[<prev] [next>] [<thread-prev] [day] [month] [year] [list]
Message-ID: <4271f277-ec08-ea15-4c7b-8c5147db6308@gmail.com>
Date: Fri, 17 Mar 2023 16:07:22 -0700
From: Kui-Feng Lee <sinquersw@...il.com>
To: Daniel Borkmann <daniel@...earbox.net>,
Kui-Feng Lee <kuifeng@...a.com>, bpf@...r.kernel.org,
ast@...nel.org, martin.lau@...ux.dev, song@...nel.org,
kernel-team@...a.com, andrii@...nel.org, sdf@...gle.com
Cc: netdev@...r.kernel.org, Eric Dumazet <edumazet@...gle.com>
Subject: Re: [PATCH bpf-next v7 2/8] net: Update an existing TCP congestion
control algorithm.
On 3/17/23 08:23, Daniel Borkmann wrote:
> On 3/16/23 3:36 AM, Kui-Feng Lee wrote:
>> This feature lets you immediately transition to another congestion
>> control algorithm or implementation with the same name. Once a name
>> is updated, new connections will apply this new algorithm.
>>
>> The purpose is to update a customized algorithm implemented in BPF
>> struct_ops with a new version on the flight. The following is an
>> example of using the userspace API implemented in later BPF patches.
>>
>> link = bpf_map__attach_struct_ops(skel->maps.ca_update_1);
>> .......
>> err = bpf_link__update_map(link, skel->maps.ca_update_2);
>>
>> We first load and register an algorithm implemented in BPF struct_ops,
>> then swap it out with a new one using the same name. After that, newly
>> created connections will apply the updated algorithm, while older ones
>> retain the previous version already applied.
>>
>> This patch also takes this chance to refactor the ca validation into
>> the new tcp_validate_congestion_control() function.
>>
>> Cc: netdev@...r.kernel.org, Eric Dumazet <edumazet@...gle.com>
>> Signed-off-by: Kui-Feng Lee <kuifeng@...a.com>
>> ---
>> include/net/tcp.h | 3 +++
>> net/ipv4/tcp_cong.c | 60 +++++++++++++++++++++++++++++++++++++++------
>> 2 files changed, 56 insertions(+), 7 deletions(-)
>>
>> diff --git a/include/net/tcp.h b/include/net/tcp.h
>> index db9f828e9d1e..2abb755e6a3a 100644
>> --- a/include/net/tcp.h
>> +++ b/include/net/tcp.h
>> @@ -1117,6 +1117,9 @@ struct tcp_congestion_ops {
>> int tcp_register_congestion_control(struct tcp_congestion_ops *type);
>> void tcp_unregister_congestion_control(struct tcp_congestion_ops
>> *type);
>> +int tcp_update_congestion_control(struct tcp_congestion_ops *type,
>> + struct tcp_congestion_ops *old_type);
>> +int tcp_validate_congestion_control(struct tcp_congestion_ops *ca);
>> void tcp_assign_congestion_control(struct sock *sk);
>> void tcp_init_congestion_control(struct sock *sk);
>> diff --git a/net/ipv4/tcp_cong.c b/net/ipv4/tcp_cong.c
>> index db8b4b488c31..c90791ae8389 100644
>> --- a/net/ipv4/tcp_cong.c
>> +++ b/net/ipv4/tcp_cong.c
>> @@ -75,14 +75,8 @@ struct tcp_congestion_ops *tcp_ca_find_key(u32 key)
>> return NULL;
>> }
>> -/*
>> - * Attach new congestion control algorithm to the list
>> - * of available options.
>> - */
>> -int tcp_register_congestion_control(struct tcp_congestion_ops *ca)

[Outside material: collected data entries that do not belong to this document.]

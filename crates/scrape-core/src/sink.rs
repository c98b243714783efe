//! Shared output stream for metric points.
//!
//! Many scrapers push into clones of one [`MetricSink`]; a single
//! [`MetricReceiver`] drains them. The channel applies its own
//! backpressure, so producers never lock or batch.

use tokio::sync::mpsc;

use crate::error::{Result, ScrapeError};
use crate::point::MetricPoint;

/// Create a bounded metric stream.
pub fn channel(capacity: usize) -> (MetricSink, MetricReceiver) {
    let (tx, rx) = mpsc::channel(capacity.max(1));
    (MetricSink { tx }, MetricReceiver { rx })
}

/// Producer half. Push only; the stream ends once every clone is dropped.
#[derive(Debug, Clone)]
pub struct MetricSink {
    tx: mpsc::Sender<MetricPoint>,
}

impl MetricSink {
    /// Push one point, waiting for capacity if the consumer is behind.
    pub async fn push(&self, point: MetricPoint) -> Result<()> {
        self.tx
            .send(point)
            .await
            .map_err(|_| ScrapeError::SinkClosed)
    }
}

/// Consumer half.
#[derive(Debug)]
pub struct MetricReceiver {
    rx: mpsc::Receiver<MetricPoint>,
}

impl MetricReceiver {
    /// Receive the next point, or `None` once every producer is gone.
    pub async fn recv(&mut self) -> Option<MetricPoint> {
        self.rx.recv().await
    }

    /// Take every point that is already buffered without waiting.
    pub fn try_drain(&mut self) -> Vec<MetricPoint> {
        let mut points = Vec::new();
        while let Ok(point) = self.rx.try_recv() {
            points.push(point);
        }
        points
    }
}
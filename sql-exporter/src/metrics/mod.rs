//! Metric exposition.

pub mod prometheus;

pub use prometheus::PrometheusEncoder;
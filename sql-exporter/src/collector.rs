//! Collection cycle.
//!
//! One cycle probes the engine, version-gates the registered scrapers, runs
//! every remaining scraper concurrently against one shared sink and adds the
//! exporter's own `up` / success / duration gauges.
//!
//! The cycle deadline is enforced here and only here: when it expires the
//! cycle token is cancelled and every in-flight scraper observes it.

use std::collections::HashMap;
use std::sync::Arc;
use std::time::{Duration, Instant};

use scrape_core::{
    CancellationToken, Database, Descriptor, DescriptorRegistry, MetricPoint, ScraperRegistry,
};
use tokio::task::JoinSet;
use tracing::{Instrument, debug, info_span, warn};

use crate::config::ExporterConfig;
use crate::database::detect_engine_version;
use crate::error::Result;

const NO_LABELS: [&str; 0] = [];

/// Per-cycle limits.
#[derive(Debug, Clone)]
pub struct CollectionConfig {
    /// Deadline for the whole cycle, engine probe included.
    pub timeout: Duration,
    pub sink_capacity: usize,
}

impl Default for CollectionConfig {
    fn default() -> Self {
        Self {
            timeout: Duration::from_secs(10),
            sink_capacity: 1024,
        }
    }
}

impl From<&ExporterConfig> for CollectionConfig {
    fn from(config: &ExporterConfig) -> Self {
        Self {
            timeout: config.scrape_timeout,
            sink_capacity: config.sink_capacity,
        }
    }
}

/// Result of one scraper in one cycle.
#[derive(Debug, Clone)]
pub struct ScrapeOutcome {
    pub name: &'static str,
    pub duration: Duration,
    /// `None` on success.
    pub error: Option<String>,
}

impl ScrapeOutcome {
    pub fn success(&self) -> bool {
        self.error.is_none()
    }
}

/// Everything one cycle produced.
#[derive(Debug, Clone, Default)]
pub struct CollectionReport {
    /// `None` when the engine could not be reached.
    pub engine_version: Option<f64>,
    /// Scraper points in arrival order, followed by the exporter's own gauges.
    pub points: Vec<MetricPoint>,
    /// Outcomes sorted by scraper name.
    pub outcomes: Vec<ScrapeOutcome>,
}

impl CollectionReport {
    pub fn up(&self) -> bool {
        self.engine_version.is_some()
    }

    pub fn outcome(&self, name: &str) -> Option<&ScrapeOutcome> {
        self.outcomes.iter().find(|o| o.name == name)
    }
}

/// Descriptors for the exporter's own gauges.
#[derive(Debug)]
struct ExporterDescriptors {
    up: Arc<Descriptor>,
    collector_success: Arc<Descriptor>,
    collector_duration: Arc<Descriptor>,
}

impl ExporterDescriptors {
    fn new(descriptors: &mut DescriptorRegistry) -> Result<Self> {
        Ok(Self {
            up: descriptors.define("", "up", "Whether the MySQL server is up.", &[])?,
            collector_success: descriptors.define(
                "exporter",
                "collector_success",
                "Whether a collector succeeded.",
                &["collector"],
            )?,
            collector_duration: descriptors.define(
                "exporter",
                "collector_duration_seconds",
                "Collector time duration.",
                &["collector"],
            )?,
        })
    }
}

/// Runs collection cycles over a fixed set of scrapers.
pub struct Exporter {
    scrapers: ScraperRegistry,
    descriptors: Arc<DescriptorRegistry>,
    own: ExporterDescriptors,
    config: CollectionConfig,
    shutdown: CancellationToken,
}

impl Exporter {
    /// Create an exporter.
    ///
    /// `descriptors` must already hold the scrapers' descriptors; the
    /// exporter adds its own and freezes the registry.
    pub fn new(
        scrapers: ScraperRegistry,
        mut descriptors: DescriptorRegistry,
        config: CollectionConfig,
    ) -> Result<Self> {
        let own = ExporterDescriptors::new(&mut descriptors)?;
        Ok(Self {
            scrapers,
            descriptors: Arc::new(descriptors),
            own,
            config,
            shutdown: CancellationToken::new(),
        })
    }

    /// Cancel in-flight cycles when `shutdown` fires.
    pub fn with_shutdown(mut self, shutdown: CancellationToken) -> Self {
        self.shutdown = shutdown;
        self
    }

    pub fn scrapers(&self) -> &ScraperRegistry {
        &self.scrapers
    }

    pub fn descriptors(&self) -> &Arc<DescriptorRegistry> {
        &self.descriptors
    }

    /// Run one collection cycle against `db`.
    pub async fn collect(&self, db: Arc<dyn Database>) -> CollectionReport {
        let cancel = self.shutdown.child_token();
        // Cancelling on drop also stops the deadline task below.
        let _cycle_guard = cancel.clone().drop_guard();
        self.spawn_deadline(cancel.clone());

        let mut report = CollectionReport::default();

        let engine_version = match detect_engine_version(db.as_ref(), &cancel).await {
            Ok(version) => version,
            Err(e) => {
                warn!(error = %e, "Engine unreachable, skipping scrapers");
                report
                    .points
                    .push(MetricPoint::gauge(&self.own.up, 0.0, NO_LABELS));
                return report;
            }
        };
        report.engine_version = Some(engine_version);

        let scrapers = self.scrapers.compatible_with(engine_version);
        if scrapers.len() < self.scrapers.len() {
            debug!(
                engine_version,
                skipped = self.scrapers.len() - scrapers.len(),
                "Skipping scrapers newer than the engine"
            );
        }

        let (sink, mut receiver) = scrape_core::channel(self.config.sink_capacity);
        let mut tasks = JoinSet::new();
        let mut names = HashMap::new();
        let started = Instant::now();

        for scraper in scrapers {
            let name = scraper.name();
            let db = db.clone();
            let sink = sink.clone();
            let cancel = cancel.clone();
            let span = info_span!("scrape", collector = name);

            let handle = tasks.spawn(
                async move {
                    let start = Instant::now();
                    let result = scraper.scrape(&cancel, db.as_ref(), &sink).await;
                    (name, start.elapsed(), result)
                }
                .instrument(span),
            );
            names.insert(handle.id(), name);
        }
        // The stream ends once every scraper task has dropped its clone.
        drop(sink);

        while let Some(point) = receiver.recv().await {
            report.points.push(point);
        }

        while let Some(joined) = tasks.join_next().await {
            let outcome = match joined {
                Ok((name, duration, Ok(()))) => {
                    debug!(collector = name, ?duration, "Scrape succeeded");
                    ScrapeOutcome {
                        name,
                        duration,
                        error: None,
                    }
                }
                Ok((name, duration, Err(e))) => {
                    warn!(collector = name, ?duration, error = %e, "Scrape failed");
                    ScrapeOutcome {
                        name,
                        duration,
                        error: Some(e.to_string()),
                    }
                }
                Err(join_err) => {
                    let name = names.get(&join_err.id()).copied().unwrap_or("unknown");
                    warn!(collector = name, error = %join_err, "Scrape task aborted");
                    ScrapeOutcome {
                        name,
                        duration: started.elapsed(),
                        error: Some(join_err.to_string()),
                    }
                }
            };
            report.outcomes.push(outcome);
        }
        report.outcomes.sort_by_key(|o| o.name);

        self.push_own_gauges(&mut report);
        report
    }

    fn spawn_deadline(&self, cancel: CancellationToken) {
        let timeout = self.config.timeout;
        tokio::spawn(async move {
            tokio::select! {
                _ = cancel.cancelled() => {}
                _ = tokio::time::sleep(timeout) => {
                    warn!(?timeout, "Collection cycle deadline exceeded, cancelling scrapers");
                    cancel.cancel();
                }
            }
        });
    }

    fn push_own_gauges(&self, report: &mut CollectionReport) {
        report
            .points
            .push(MetricPoint::gauge(&self.own.up, 1.0, NO_LABELS));

        for outcome in &report.outcomes {
            let success = if outcome.success() { 1.0 } else { 0.0 };
            report.points.push(MetricPoint::gauge(
                &self.own.collector_success,
                success,
                [outcome.name],
            ));
        }
        for outcome in &report.outcomes {
            report.points.push(MetricPoint::gauge(
                &self.own.collector_duration,
                outcome.duration.as_secs_f64(),
                [outcome.name],
            ));
        }
    }
}

#[cfg(test)]
mod tests {
    use scrape_core::mock::MockDatabase;
    use scrape_core::row;

    use super::*;
    use crate::database::ENGINE_VERSION_QUERY;

    fn exporter() -> Exporter {
        Exporter::new(
            ScraperRegistry::new(),
            DescriptorRegistry::default(),
            CollectionConfig::default(),
        )
        .unwrap()
    }

    #[test]
    fn test_config_from_exporter_config() {
        let config = CollectionConfig::from(&ExporterConfig {
            scrape_timeout: Duration::from_secs(3),
            sink_capacity: 16,
            ..ExporterConfig::default()
        });
        assert_eq!(config.timeout, Duration::from_secs(3));
        assert_eq!(config.sink_capacity, 16);
    }

    #[test]
    fn test_own_descriptors_registered() {
        let exporter = exporter();
        let descriptors = exporter.descriptors();

        assert!(descriptors.get("mysql_up").is_some());
        assert!(descriptors.get("mysql_exporter_collector_success").is_some());
        assert!(
            descriptors
                .get("mysql_exporter_collector_duration_seconds")
                .is_some()
        );
    }

    #[test]
    fn test_conflicting_up_descriptor_rejected() {
        let mut descriptors = DescriptorRegistry::default();
        descriptors
            .define("", "up", "Something else.", &["instance"])
            .unwrap();

        let result = Exporter::new(
            ScraperRegistry::new(),
            descriptors,
            CollectionConfig::default(),
        );
        assert!(result.is_err());
    }

    #[tokio::test]
    async fn test_empty_registry_reports_up_only() {
        let db = MockDatabase::new().with_rows(ENGINE_VERSION_QUERY, vec![row!["8.0.35"]]);

        let report = exporter().collect(Arc::new(db)).await;

        assert!(report.up());
        assert!(report.outcomes.is_empty());
        assert_eq!(report.points.len(), 1);
        assert_eq!(report.points[0].descriptor().fq_name(), "mysql_up");
        assert_eq!(report.points[0].value(), 1.0);
    }
}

>> +int tcp_validate_congestion_control(struct tcp_congestion_ops *ca)
>> {
>> - int ret = 0;
>> -
>> /* all algorithms must implement these */
>> if (!ca->ssthresh || !ca->undo_cwnd ||
>> !(ca->cong_avoid || ca->cong_control)) {
>> @@ -90,6 +84,20 @@ int tcp_register_congestion_control(struct
>> tcp_congestion_ops *ca)
>> return -EINVAL;
>> }
>> + return 0;
>> +}
>> +
>> +/* Attach new congestion control algorithm to the list
>> + * of available options.
>> + */
>> +int tcp_register_congestion_control(struct tcp_congestion_ops *ca)
>> +{
>> + int ret;
>> +
>> + ret = tcp_validate_congestion_control(ca);
>> + if (ret)
>> + return ret;
>> +
>> ca->key = jhash(ca->name, sizeof(ca->name), strlen(ca->name));
>> spin_lock(&tcp_cong_list_lock);
>> @@ -130,6 +138,44 @@ void tcp_unregister_congestion_control(struct
>> tcp_congestion_ops *ca)
>> }
>> EXPORT_SYMBOL_GPL(tcp_unregister_congestion_control);
>> +/* Replace a registered old ca with a new one.
>> + *
>> + * The new ca must have the same name as the old one, that has been
>> + * registered.
>> + */
>> +int tcp_update_congestion_control(struct tcp_congestion_ops *ca,
>> struct tcp_congestion_ops *old_ca)
>> +{
>> + struct tcp_congestion_ops *existing;
>> + int ret;
>> +
>> + ret = tcp_validate_congestion_control(ca);
>> + if (ret)
>> + return ret;
>> +
>> + ca->key = jhash(ca->name, sizeof(ca->name), strlen(ca->name));
>> +
>> + spin_lock(&tcp_cong_list_lock);
>> + existing = tcp_ca_find_key(old_ca->key);
>> + if (ca->key == TCP_CA_UNSPEC || !existing ||
>> strcmp(existing->name, ca->name)) {
>> + pr_notice("%s not registered or non-unique key\n",
>> + ca->name);
>> + ret = -EINVAL;
>> + } else if (existing != old_ca) {
>> + pr_notice("invalid old congestion control algorithm to
>> replace\n");
>> + ret = -EINVAL;
>> + } else {
>> + /* Add the new one before removing the old one to keep
>> + * one implementation available all the time.
>> + */
>> + list_add_tail_rcu(&ca->list, &tcp_cong_list);
>> + list_del_rcu(&existing->list);
>> + pr_debug("%s updated\n", ca->name);
>> + }
>> + spin_unlock(&tcp_cong_list_lock);
>> +
>> + return ret;
>> +}
>
> Was wondering if we could have tcp_register_congestion_control and
> tcp_update_congestion_control
> could be refactored for reuse. Maybe like below. From the function
> itself what is not clear whether
> callers that replace an existing one should do the synchronize_rcu()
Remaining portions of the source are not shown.